DPP-4 inhibition and COVID-19: From initial concerns to recent expectations.

机构信息

Division of Diabetes, Nutrition and Metabolic Disorders, CHU Liège, Liège, Belgium; Division of Clinical Pharmacology, Centre for Interdisciplinary Research on Medicines (CIRM), Liège University, Liège, Belgium.

出版信息

Diabetes Metab. 2021 Mar;47(2):101213. doi: 10.1016/j.diabet.2020.11.005. Epub 2020 Nov 26.

Abstract

Dipeptidyl peptidase-4 inhibitors (DPP-4is) have gained a key place in the management of type 2 diabetes mellitus (T2DM) essentially because of their good safety profile even in the frail population.
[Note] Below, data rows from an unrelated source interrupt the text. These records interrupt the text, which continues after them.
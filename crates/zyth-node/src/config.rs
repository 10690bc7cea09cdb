use zyth_consensus::RoundConfig;
use zyth_ledger::MINIMUM_VALIDATOR_STAKE;

/// Node configuration assembled from CLI flags.
#[derive(Debug, Clone)]
pub struct NodeConfig {
    pub network_id: String,
    /// Produce blocks.
    pub mine: bool,
    /// Participate in finality voting (bonds the minimum stake at startup).
    pub validator: bool,
    pub data_dir: String,
    pub rpc_port: u16,
    pub ai_validator_url: String,
    pub initial_difficulty: u64,
    /// Nonce attempts per proposal before NoSolutionFound.
    pub max_pow_attempts: u64,
    pub round: RoundConfig,
}

impl Default for NodeConfig {
    fn default() -> Self {
        Self {
            network_id: "zytherion-testnet".to_string(),
            mine: false,
            validator: false,
            data_dir: "./data".to_string(),
            rpc_port: 8545,
            ai_validator_url: "http://ai-validator:5000".to_string(),
            initial_difficulty: 4,
            max_pow_attempts: 5_000_000,
            round: RoundConfig::default(),
        }
    }
}

impl NodeConfig {
    /// Stake bonded at startup when running as a validator.
    pub fn bootstrap_stake(&self) -> u64 {
        MINIMUM_VALIDATOR_STAKE
    }
}
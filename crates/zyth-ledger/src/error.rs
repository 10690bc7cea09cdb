use thiserror::Error;

#[derive(Debug, Error, Clone, PartialEq)]
pub enum LedgerError {
    /// Stake or unstake request below the validator minimum; no state change.
    #[error("insufficient stake: operation requires {required} uZYTH, got {got} uZYTH")]
    InsufficientStake { required: u64, got: u64 },

    /// Address has no validator record.
    #[error("unknown validator {0}")]
    UnknownValidator(String),

    /// Unstake amount exceeds the bonded stake.
    #[error("unstake amount {requested} uZYTH exceeds bonded stake {bonded} uZYTH")]
    ExcessiveUnstake { requested: u64, bonded: u64 },

    /// Commission rate outside the 0–20% bound.
    #[error("commission rate {0} bps exceeds the 2000 bps cap")]
    InvalidCommission(u16),

    /// A debit would drive stake negative. The mutation is aborted and the
    /// ledger flagged; this is the only fatal condition in the ledger.
    #[error("ledger corruption: debit of {debit} uZYTH against {address} with stake {stake} uZYTH")]
    Corruption {
        address: String,
        stake: u64,
        debit: u64,
    },

    /// The single-writer task is gone; commands can no longer be served.
    #[error("ledger mailbox closed")]
    MailboxClosed,
}
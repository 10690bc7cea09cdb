pub mod store;

pub use store::{AuditEntry, AuditLog, BlockStore, MemoryStore, StoreError, ValidatorTable};
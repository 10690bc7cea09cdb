// NODE WIRING
//
// One tokio task per concern, coordinated through message passing:
//   - block production loop (this struct's run loop)
//   - one round collector per proposed block, cancelled on terminal state
//   - transaction intake from the RPC surface into the mempool
//   - periodic unbonding-release and jail sweeps
// The stake ledger is owned by its single-writer task; everything here
// talks to it through the LedgerHandle.

use anyhow::{anyhow, Context};
use chrono::Utc;
use log::{error, info, warn};
use parking_lot::Mutex;
use std::collections::BTreeSet;
use std::sync::Arc;
use std::time::Duration;
use tokio::sync::{mpsc, watch};

use zyth_ai::{BlockScorer, ScoreRequest};
use zyth_consensus::pow_engine::{self, PowEngine};
use zyth_consensus::{
    run_round, select_proposer, ConsensusError, FinalityCoordinator, FinalityStatus, RoundMessage,
    SlashingEngine,
};
use zyth_core::{
    AccountState, Address, Block, KeyPair, Transaction, ValidatorVote, VoteType, TREASURY_ADDRESS,
};
use zyth_economics::RewardDistributor;
use zyth_ledger::{spawn_ledger, LedgerHandle, StakeLedger};
use zyth_rpc::RpcContext;
use zyth_state::{AuditEntry, AuditLog, BlockStore, MemoryStore, ValidatorTable};

use crate::config::NodeConfig;

const MAX_TXS_PER_PROPOSAL: usize = 1_000;
const MINING_RETRY_LIMIT: u32 = 3;
const SWEEP_INTERVAL_SECS: u64 = 60;

fn now_secs() -> u64 {
    Utc::now().timestamp().max(0) as u64
}

pub struct Node {
    config: NodeConfig,
    keypair: KeyPair,
    address: Address,
    ledger: LedgerHandle,
    coordinator: Arc<Mutex<FinalityCoordinator>>,
    slashing: Arc<Mutex<SlashingEngine>>,
    pow: PowEngine,
    distributor: RewardDistributor,
    scorer: Arc<dyn BlockScorer>,
    store: Arc<MemoryStore>,
    accounts: Arc<Mutex<AccountState>>,
    mempool: Arc<Mutex<Vec<Transaction>>>,
    /// Gossip intake seam: the transport layer clones this sender to feed
    /// remote votes and scores into the current round.
    round_intake: Arc<Mutex<Option<mpsc::Sender<RoundMessage>>>>,
    difficulty: u64,
    window_start: u64,
    shutdown: watch::Receiver<bool>,
}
DPP-4, originally known as 'T-cell antigen CD26', is expressed in many immune cells and regulates their functions, so the initial concern over the use of DPP-4is was the possible increased susceptibility to infections. Furthermore, because of the high affinity between human DPP-4 and the spike (S) receptor-binding domain of severe acute respiratory syndrome coronavirus 2 (SARS-CoV-2), it was suspected that this virus, responsible for coronavirus disease 2019 (COVID-19), might be able to use the DPP-4 enzyme as a functional receptor to gain entry into the host. However, DPP-4is also exert anti-inflammatory effects, which could be beneficial in patients exposed to cytokine storms due to COVID-19. Yet, when observational (mostly retrospective) studies compared clinical outcomes in DPP-4i users vs non-users among diabetes patients with COVID-19, the overall results regarding the risk of progression towards more severe forms of the disease and mortality were heterogeneous, thereby precluding any definite conclusions. Nevertheless, new expectations have arisen following recent reports of significant reductions in admissions to intensive care units and mortality in DPP-4i users. However, given the limitations inherent in such observational studies, any available results should be considered, at best, as hypothetical and only suggestive of potentially substantial benefits with DPP-4is in diabetes patients with COVID-19. While the safe use of DPP-4is in COVID-19 patients appears to be an acceptable hypothesis, all such positive findings still need to be confirmed in randomized controlled trials (a few of which are currently ongoing) before any recommendations can be made for clinical practice.

摘要

二肽基肽酶-4 抑制剂(DPP-4i)在 2 型糖尿病(T2DM)的治疗中占据重要地位,主要是因为其具有良好的安全性,即使在体弱人群中也是如此。DPP-4 最初被称为“T 细胞抗原 CD26”,在许多免疫细胞中表达,并调节其功能,因此最初人们担心使用 DPP-4i 可能会增加感染的易感性。此外,由于人类 DPP-4 与严重急性呼吸综合征冠状病毒 2(SARS-CoV-2)的刺突(S)受体结合域之间具有很高的亲和力,人们怀疑这种导致 2019 年冠状病毒病(COVID-19)的病毒可能能够利用 DPP-4 酶作为功能性受体进入宿主。然而,DPP-4i 也具有抗炎作用,这在因 COVID-19 而暴露于细胞因子风暴的患者中可能是有益的。然而,当观察性(主要是回顾性)研究比较 COVID-19 糖尿病患者中 DPP-4i 使用者与非使用者的临床结局时,关于疾病向更严重形式进展和死亡率风险的总体结果存在异质性,因此无法得出任何明确的结论。然而,最近有报道称 DPP-4i 使用者的重症监护病房入院率和死亡率显著降低,这引发了新的期望。然而,鉴于这些观察性研究固有的局限性,任何可用的结果都只能被认为是假设性的,并且仅表明 DPP-4i 在 COVID-19 糖尿病患者中可能具有实质性益处。虽然 DPP-4i 在 COVID-19 患者中的安全使用似乎是一个可以接受的假设,但在随机对照试验(目前正在进行的少数试验)中确认所有这些阳性发现之前,任何建议都只能作为临床实践的参考。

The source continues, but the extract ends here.